• REQUIRED WORK
Copy each line below that includes "does".

=== Begin Enclosure ===

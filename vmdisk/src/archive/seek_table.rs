//! Seek table trailer for seekable zstd containers.
//!
//! The trailer is appended after the compressed payload:
//! a skippable frame whose body is one `(compressed_size,
//! decompressed_size)` pair per payload frame, closed by a 9-byte footer
//! `(frame_count, descriptor, magic)`. A reader finds the footer at the
//! end of the file, walks back to the skippable frame, and can then map
//! any decompressed offset to a single compressed frame.

use std::fs::File;
use std::io;
use std::os::unix::fs::FileExt;

use thiserror::Error;
use vmdisk_shared::constants::seekable::{
    DESCRIPTOR, ENTRY_SIZE, FOOTER_SIZE, MAX_FRAME_INPUT, SEEKABLE_MAGIC, SKIPPABLE_HEADER_SIZE,
    SKIPPABLE_MAGIC,
};
use vmdisk_shared::errors::VmDiskError;
use zstd::bulk::Decompressor;

/// Errors raised while building, encoding or reading a seek table.
#[derive(Debug, Error)]
pub enum SeekTableError {
    #[error("file too short for a seek table ({0} bytes)")]
    Truncated(u64),

    #[error("bad {what} magic: expected {expected:#010x}, found {found:#010x}")]
    BadMagic {
        what: &'static str,
        expected: u32,
        found: u32,
    },

    #[error("seek table of {frames} frames does not fit in {file_len} bytes")]
    TableTruncated { frames: u32, file_len: u64 },

    #[error("unsupported seek table descriptor {0:#04x}")]
    UnsupportedDescriptor(u8),

    #[error("skippable frame length {found} does not match {frames} frames")]
    LengthMismatch { frames: u32, found: u32 },

    #[error("frames cover {covered} bytes but the trailer starts at {trailer_start}")]
    PayloadMismatch { covered: u64, trailer_start: u64 },

    #[error("seek table frame count exceeds u32::MAX")]
    TooManyFrames,

    #[error("frame at offset {offset} is invalid: {reason}")]
    BadFrame { offset: u64, reason: String },

    #[error("frame index {0} out of range")]
    NoSuchFrame(usize),

    #[error("io: {0}")]
    Io(#[from] io::Error),
}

=== End Enclosure ===

• EXPECTED OUTPUT
    #[error("seek table of {frames} frames does not fit in {file_len} bytes")]
    #[error("skippable frame length {found} does not match {frames} frames")]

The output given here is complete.